▶ [What you have to do]: Run through the records and, wherever a line holds the word "TopRight", return that line.

Top of Stored data

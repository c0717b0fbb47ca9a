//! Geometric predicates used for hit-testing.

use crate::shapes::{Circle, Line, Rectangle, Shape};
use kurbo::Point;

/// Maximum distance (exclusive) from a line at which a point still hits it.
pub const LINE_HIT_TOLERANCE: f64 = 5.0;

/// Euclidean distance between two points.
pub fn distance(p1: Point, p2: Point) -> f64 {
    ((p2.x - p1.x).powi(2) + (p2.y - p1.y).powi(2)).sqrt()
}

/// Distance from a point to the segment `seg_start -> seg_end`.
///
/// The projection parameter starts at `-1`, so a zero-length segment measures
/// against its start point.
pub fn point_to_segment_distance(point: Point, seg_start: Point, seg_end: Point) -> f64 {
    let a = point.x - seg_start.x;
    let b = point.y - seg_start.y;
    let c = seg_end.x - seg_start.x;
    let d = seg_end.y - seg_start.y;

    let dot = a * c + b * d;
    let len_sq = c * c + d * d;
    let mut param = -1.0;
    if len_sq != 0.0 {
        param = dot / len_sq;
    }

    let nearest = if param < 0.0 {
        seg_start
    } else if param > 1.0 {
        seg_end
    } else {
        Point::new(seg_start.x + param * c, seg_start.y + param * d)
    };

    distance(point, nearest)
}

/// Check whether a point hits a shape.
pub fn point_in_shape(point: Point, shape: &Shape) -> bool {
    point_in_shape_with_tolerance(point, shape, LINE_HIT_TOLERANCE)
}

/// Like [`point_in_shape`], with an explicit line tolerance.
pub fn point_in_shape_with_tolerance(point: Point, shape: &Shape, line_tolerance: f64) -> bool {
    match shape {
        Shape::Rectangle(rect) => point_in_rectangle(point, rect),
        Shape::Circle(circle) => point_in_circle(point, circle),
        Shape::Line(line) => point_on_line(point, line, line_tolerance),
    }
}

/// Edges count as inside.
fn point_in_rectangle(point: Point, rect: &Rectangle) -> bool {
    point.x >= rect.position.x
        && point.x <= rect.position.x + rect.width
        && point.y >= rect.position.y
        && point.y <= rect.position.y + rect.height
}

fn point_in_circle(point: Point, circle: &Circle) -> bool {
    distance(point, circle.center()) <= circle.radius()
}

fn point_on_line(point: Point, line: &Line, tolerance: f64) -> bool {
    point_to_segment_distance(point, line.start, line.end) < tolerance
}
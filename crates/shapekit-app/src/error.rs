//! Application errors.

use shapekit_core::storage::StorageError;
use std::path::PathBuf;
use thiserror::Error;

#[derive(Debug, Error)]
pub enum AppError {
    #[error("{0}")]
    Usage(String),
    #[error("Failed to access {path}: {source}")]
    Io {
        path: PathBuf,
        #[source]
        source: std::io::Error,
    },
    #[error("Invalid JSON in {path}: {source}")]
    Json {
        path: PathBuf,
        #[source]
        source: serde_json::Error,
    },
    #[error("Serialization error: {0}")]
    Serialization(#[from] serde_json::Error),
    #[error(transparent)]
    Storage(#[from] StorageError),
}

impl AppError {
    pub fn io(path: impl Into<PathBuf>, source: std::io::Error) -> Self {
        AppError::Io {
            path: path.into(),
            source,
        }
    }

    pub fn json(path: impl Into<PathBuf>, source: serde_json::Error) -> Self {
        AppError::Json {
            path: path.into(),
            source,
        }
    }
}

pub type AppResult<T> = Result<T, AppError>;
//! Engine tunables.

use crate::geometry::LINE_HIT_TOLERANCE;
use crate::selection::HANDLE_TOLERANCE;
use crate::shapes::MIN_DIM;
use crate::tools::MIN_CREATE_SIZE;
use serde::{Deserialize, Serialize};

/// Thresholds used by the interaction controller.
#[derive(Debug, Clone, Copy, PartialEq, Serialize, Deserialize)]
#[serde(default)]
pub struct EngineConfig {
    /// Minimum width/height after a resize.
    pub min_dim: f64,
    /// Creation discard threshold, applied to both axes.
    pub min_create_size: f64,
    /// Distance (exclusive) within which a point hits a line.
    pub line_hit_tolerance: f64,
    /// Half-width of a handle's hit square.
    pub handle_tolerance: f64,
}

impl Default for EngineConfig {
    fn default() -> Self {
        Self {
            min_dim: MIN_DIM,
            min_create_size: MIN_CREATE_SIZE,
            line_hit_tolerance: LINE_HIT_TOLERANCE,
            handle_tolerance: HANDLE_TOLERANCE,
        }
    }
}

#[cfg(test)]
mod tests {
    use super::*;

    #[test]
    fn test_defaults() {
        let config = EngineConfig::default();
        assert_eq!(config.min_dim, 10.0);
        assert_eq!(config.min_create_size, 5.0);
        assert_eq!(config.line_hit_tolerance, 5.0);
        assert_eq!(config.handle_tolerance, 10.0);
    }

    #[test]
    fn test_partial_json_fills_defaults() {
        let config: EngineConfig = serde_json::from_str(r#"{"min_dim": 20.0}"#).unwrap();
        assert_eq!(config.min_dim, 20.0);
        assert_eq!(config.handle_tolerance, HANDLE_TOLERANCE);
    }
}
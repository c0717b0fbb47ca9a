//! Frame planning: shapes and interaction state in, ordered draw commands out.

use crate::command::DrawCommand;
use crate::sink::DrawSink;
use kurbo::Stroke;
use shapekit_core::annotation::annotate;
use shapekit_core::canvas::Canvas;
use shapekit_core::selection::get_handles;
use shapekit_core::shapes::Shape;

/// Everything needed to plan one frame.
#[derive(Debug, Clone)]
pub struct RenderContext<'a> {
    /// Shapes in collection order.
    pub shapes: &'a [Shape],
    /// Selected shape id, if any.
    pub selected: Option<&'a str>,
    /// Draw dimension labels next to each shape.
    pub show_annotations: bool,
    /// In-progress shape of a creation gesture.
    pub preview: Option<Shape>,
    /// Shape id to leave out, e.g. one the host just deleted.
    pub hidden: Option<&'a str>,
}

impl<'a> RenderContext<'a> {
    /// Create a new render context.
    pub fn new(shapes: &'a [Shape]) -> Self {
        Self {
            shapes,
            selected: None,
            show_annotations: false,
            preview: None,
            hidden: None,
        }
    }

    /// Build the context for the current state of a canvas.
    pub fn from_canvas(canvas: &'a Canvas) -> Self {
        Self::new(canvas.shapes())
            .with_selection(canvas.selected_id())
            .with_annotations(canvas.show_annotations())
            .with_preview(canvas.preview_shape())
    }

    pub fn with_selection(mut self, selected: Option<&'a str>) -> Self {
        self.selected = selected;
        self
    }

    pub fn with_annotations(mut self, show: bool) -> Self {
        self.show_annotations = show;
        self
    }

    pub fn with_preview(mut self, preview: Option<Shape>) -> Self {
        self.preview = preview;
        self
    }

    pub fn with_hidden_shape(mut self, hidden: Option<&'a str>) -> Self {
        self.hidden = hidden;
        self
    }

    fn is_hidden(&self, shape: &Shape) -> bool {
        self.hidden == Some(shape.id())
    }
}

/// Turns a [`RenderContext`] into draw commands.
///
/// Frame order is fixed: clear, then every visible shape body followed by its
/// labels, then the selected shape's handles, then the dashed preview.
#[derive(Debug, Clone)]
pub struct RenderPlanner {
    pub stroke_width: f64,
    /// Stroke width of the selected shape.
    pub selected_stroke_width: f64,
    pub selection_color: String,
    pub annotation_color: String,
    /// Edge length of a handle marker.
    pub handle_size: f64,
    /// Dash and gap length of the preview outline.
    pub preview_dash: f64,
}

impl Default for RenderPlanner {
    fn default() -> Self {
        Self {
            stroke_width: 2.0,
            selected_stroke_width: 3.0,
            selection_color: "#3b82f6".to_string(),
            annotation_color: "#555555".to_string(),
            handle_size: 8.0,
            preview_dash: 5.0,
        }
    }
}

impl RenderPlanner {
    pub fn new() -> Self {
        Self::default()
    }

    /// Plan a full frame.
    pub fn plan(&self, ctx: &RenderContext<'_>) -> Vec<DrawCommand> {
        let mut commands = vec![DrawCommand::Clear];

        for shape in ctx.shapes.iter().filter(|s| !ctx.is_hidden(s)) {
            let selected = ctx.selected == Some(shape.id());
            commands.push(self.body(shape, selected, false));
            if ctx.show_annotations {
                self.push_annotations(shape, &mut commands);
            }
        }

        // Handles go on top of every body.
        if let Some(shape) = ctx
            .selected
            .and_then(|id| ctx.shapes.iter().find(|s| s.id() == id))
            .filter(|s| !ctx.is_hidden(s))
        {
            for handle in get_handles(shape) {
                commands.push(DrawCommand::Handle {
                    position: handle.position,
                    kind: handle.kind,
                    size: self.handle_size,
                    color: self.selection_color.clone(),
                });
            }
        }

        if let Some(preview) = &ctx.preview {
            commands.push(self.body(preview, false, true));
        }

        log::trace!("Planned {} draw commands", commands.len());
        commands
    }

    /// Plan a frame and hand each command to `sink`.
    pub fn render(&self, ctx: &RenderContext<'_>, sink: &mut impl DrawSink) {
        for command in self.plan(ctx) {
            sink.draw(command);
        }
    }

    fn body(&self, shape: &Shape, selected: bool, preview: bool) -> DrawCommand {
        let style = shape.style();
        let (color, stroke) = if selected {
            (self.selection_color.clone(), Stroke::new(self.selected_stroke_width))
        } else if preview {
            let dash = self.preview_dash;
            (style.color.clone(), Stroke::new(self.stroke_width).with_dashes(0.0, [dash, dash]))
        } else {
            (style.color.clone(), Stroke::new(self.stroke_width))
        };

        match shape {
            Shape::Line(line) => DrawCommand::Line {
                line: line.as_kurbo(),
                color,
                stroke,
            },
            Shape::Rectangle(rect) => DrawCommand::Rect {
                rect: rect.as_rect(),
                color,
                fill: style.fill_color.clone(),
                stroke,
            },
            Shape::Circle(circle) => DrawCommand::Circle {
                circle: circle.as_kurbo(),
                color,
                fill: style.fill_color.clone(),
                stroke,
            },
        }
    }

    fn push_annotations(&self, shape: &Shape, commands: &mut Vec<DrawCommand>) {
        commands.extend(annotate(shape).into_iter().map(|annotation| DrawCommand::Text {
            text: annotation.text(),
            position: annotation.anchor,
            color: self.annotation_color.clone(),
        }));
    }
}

Bottom of Stored data
Top of Stored data

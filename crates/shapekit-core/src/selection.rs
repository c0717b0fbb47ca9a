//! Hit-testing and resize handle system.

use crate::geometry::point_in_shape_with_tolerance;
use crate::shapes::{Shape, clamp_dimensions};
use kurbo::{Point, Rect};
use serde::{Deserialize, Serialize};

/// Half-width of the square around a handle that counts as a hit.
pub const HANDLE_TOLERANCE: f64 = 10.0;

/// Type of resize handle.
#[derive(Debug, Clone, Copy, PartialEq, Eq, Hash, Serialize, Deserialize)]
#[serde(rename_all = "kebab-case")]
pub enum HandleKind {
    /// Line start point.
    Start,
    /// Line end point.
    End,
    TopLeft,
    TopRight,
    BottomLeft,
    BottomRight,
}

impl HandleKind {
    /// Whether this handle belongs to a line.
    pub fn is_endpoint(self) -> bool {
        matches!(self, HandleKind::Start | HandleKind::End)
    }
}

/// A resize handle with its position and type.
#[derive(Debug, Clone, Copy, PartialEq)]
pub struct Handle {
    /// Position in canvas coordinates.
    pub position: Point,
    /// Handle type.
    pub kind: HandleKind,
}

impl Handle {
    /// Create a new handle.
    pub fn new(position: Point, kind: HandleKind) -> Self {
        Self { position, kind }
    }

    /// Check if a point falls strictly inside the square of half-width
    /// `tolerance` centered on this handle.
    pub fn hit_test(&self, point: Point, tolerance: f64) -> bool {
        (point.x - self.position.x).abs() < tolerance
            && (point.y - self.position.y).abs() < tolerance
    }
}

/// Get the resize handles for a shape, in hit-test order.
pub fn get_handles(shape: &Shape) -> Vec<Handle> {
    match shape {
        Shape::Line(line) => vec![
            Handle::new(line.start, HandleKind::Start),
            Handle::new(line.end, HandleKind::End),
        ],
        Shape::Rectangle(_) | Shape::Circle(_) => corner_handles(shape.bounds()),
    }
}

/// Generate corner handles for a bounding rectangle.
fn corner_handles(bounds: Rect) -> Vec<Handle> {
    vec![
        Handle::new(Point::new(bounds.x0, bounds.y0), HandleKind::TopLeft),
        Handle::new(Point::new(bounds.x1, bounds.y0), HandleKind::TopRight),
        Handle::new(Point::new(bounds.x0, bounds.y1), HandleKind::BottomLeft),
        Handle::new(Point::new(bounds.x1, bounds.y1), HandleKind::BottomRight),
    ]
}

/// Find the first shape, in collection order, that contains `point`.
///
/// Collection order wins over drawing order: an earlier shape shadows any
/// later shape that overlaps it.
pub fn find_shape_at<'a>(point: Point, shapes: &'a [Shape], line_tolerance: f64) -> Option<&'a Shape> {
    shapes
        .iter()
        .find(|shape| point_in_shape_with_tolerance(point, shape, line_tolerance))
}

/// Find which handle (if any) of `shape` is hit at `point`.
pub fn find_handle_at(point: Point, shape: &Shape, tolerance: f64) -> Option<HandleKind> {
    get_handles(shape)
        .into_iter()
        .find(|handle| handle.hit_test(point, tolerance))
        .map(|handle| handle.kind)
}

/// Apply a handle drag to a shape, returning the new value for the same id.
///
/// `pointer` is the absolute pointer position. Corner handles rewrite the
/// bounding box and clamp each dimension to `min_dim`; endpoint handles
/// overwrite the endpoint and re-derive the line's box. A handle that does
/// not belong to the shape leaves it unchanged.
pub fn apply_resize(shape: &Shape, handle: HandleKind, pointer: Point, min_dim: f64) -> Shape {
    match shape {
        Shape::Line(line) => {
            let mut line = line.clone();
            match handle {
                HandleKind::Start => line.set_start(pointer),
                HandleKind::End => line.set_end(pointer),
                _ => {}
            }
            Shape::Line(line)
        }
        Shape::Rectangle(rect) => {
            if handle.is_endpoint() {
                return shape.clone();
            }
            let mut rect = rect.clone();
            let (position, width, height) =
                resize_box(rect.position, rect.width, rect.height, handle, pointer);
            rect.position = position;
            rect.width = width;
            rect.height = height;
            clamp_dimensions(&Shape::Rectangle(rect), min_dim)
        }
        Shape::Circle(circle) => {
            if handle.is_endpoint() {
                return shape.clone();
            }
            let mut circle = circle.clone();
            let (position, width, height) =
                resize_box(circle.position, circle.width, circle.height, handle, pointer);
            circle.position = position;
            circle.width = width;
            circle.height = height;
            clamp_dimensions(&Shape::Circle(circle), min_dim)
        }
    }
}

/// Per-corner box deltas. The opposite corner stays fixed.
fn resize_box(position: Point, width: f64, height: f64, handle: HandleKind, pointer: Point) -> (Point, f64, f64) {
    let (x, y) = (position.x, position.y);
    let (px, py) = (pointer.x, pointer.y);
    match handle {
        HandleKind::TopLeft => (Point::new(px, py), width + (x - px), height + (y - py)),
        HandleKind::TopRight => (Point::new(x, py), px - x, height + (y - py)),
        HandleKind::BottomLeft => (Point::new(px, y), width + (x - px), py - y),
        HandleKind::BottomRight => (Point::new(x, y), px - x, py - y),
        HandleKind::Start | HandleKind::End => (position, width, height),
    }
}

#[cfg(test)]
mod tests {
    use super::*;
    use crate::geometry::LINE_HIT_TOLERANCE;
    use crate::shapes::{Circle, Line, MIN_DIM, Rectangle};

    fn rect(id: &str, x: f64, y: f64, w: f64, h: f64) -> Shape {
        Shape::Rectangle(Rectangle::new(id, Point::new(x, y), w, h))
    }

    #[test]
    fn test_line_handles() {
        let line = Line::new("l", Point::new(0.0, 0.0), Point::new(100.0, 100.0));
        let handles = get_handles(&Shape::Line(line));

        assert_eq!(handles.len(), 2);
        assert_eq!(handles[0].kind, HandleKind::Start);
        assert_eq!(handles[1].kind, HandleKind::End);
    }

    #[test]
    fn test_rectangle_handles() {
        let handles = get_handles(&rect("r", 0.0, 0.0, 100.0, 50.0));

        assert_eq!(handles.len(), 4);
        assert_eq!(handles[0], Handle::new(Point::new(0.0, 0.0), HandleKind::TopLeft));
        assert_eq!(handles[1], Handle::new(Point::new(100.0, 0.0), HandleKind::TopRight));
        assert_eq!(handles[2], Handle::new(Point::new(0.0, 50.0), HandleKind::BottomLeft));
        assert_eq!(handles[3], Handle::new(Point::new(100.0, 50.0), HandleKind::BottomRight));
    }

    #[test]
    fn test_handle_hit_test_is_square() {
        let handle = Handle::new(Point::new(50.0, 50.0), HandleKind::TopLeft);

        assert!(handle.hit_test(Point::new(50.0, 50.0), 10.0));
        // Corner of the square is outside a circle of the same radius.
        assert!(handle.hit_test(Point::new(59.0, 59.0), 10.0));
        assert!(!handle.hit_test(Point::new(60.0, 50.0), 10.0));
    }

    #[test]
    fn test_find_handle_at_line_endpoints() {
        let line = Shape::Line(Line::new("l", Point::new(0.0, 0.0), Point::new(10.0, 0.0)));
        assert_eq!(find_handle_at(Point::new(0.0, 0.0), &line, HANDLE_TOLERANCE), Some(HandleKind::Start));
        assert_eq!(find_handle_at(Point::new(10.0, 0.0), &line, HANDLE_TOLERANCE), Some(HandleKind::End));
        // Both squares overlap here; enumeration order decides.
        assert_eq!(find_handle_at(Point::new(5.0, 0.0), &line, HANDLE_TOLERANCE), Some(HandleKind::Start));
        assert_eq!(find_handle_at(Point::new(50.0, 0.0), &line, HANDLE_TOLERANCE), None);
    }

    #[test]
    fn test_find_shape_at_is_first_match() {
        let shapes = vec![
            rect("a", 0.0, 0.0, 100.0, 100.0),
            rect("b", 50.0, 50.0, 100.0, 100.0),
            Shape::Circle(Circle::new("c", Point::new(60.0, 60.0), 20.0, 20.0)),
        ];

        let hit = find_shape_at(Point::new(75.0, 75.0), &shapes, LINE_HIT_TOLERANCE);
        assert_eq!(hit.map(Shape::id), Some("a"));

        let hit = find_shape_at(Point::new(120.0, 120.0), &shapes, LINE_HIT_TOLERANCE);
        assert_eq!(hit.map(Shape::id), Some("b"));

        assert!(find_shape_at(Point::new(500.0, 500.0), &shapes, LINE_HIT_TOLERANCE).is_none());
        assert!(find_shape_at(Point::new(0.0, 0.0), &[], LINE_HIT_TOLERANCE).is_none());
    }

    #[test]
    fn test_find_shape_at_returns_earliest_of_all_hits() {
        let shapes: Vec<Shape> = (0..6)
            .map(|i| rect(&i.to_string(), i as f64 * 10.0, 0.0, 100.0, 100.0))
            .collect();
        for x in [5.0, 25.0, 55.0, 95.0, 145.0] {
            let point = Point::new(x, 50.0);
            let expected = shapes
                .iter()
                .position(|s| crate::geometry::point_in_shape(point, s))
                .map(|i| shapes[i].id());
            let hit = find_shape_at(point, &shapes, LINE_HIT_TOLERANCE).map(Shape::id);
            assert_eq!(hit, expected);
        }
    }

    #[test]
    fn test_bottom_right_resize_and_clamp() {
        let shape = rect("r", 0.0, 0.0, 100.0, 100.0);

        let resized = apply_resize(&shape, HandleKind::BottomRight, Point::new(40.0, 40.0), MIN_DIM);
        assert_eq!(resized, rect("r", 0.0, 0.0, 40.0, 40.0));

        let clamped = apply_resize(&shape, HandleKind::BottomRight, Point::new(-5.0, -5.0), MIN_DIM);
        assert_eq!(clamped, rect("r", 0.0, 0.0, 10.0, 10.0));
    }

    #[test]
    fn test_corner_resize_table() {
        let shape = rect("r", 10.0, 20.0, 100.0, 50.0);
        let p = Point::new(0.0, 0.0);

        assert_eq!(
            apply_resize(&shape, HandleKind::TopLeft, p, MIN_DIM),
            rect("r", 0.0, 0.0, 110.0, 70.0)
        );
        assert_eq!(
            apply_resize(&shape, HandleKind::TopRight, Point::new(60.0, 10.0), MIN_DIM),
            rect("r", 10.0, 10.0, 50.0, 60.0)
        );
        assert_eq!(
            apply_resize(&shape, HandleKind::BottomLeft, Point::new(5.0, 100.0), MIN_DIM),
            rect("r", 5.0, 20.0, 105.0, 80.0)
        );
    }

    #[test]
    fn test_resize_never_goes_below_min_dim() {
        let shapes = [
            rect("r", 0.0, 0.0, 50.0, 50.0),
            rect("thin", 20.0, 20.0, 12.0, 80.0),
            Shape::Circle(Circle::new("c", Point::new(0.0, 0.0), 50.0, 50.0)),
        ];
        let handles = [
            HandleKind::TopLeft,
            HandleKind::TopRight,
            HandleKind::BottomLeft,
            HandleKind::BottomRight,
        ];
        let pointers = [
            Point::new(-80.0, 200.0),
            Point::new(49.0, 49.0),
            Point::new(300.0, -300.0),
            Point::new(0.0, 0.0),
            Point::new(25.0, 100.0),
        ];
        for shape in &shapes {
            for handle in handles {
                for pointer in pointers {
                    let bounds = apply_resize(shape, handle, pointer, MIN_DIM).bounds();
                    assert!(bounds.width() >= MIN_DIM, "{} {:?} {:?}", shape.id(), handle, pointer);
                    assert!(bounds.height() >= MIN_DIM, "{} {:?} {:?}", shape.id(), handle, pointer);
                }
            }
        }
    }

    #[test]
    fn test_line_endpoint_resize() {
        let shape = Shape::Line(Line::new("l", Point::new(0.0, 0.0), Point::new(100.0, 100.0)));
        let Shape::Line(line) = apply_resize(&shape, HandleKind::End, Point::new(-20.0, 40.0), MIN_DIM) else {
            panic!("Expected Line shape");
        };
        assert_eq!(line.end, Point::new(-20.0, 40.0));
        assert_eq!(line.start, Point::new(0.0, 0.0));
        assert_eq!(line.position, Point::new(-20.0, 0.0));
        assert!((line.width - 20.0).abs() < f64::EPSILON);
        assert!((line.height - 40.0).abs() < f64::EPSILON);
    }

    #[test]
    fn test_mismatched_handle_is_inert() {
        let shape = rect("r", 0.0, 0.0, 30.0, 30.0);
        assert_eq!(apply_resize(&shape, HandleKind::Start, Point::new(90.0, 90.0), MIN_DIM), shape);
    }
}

Bottom of Stored data
Top of Stored data

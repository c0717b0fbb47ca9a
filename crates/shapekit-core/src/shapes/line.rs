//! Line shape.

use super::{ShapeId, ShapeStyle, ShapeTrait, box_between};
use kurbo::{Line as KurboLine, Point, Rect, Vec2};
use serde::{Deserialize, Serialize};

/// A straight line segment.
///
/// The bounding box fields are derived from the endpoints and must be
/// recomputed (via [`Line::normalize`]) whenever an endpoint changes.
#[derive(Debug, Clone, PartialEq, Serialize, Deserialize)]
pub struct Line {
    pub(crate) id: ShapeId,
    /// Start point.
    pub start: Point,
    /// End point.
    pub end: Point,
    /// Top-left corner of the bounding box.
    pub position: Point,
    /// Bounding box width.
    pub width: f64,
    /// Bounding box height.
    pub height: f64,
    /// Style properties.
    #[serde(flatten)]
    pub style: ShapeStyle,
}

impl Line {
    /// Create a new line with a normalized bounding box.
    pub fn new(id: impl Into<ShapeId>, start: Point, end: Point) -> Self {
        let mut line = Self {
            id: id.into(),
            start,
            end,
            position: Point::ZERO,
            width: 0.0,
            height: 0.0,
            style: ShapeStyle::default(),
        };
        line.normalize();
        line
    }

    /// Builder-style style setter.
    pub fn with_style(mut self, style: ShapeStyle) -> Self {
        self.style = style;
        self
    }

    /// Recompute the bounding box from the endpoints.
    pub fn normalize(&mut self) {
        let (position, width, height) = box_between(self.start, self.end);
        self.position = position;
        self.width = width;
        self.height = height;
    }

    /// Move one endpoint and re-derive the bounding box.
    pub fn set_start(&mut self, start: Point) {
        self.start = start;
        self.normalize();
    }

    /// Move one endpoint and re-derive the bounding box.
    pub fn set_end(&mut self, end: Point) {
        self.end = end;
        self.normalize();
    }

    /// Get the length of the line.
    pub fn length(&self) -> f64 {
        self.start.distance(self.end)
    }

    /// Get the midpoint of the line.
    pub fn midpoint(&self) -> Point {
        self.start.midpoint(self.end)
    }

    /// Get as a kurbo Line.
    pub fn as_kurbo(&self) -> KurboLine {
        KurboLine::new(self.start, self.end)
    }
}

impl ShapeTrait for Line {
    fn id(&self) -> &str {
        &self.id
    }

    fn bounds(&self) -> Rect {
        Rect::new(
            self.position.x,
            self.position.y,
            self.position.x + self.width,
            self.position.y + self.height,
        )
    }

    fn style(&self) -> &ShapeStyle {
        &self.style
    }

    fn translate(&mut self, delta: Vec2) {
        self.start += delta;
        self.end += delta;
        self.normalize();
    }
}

Bottom of Stored data

▶ [Your solution]:
    TopRight,
        Handle::new(Point::new(bounds.x1, bounds.y0), HandleKind::TopRight),
        HandleKind::TopRight => (Point::new(x, py), px - x, height + (y - py)),
        assert_eq!(handles[1], Handle::new(Point::new(100.0, 0.0), HandleKind::TopRight));
            apply_resize(&shape, HandleKind::TopRight, Point::new(60.0, 10.0), MIN_DIM),
            HandleKind::TopRight,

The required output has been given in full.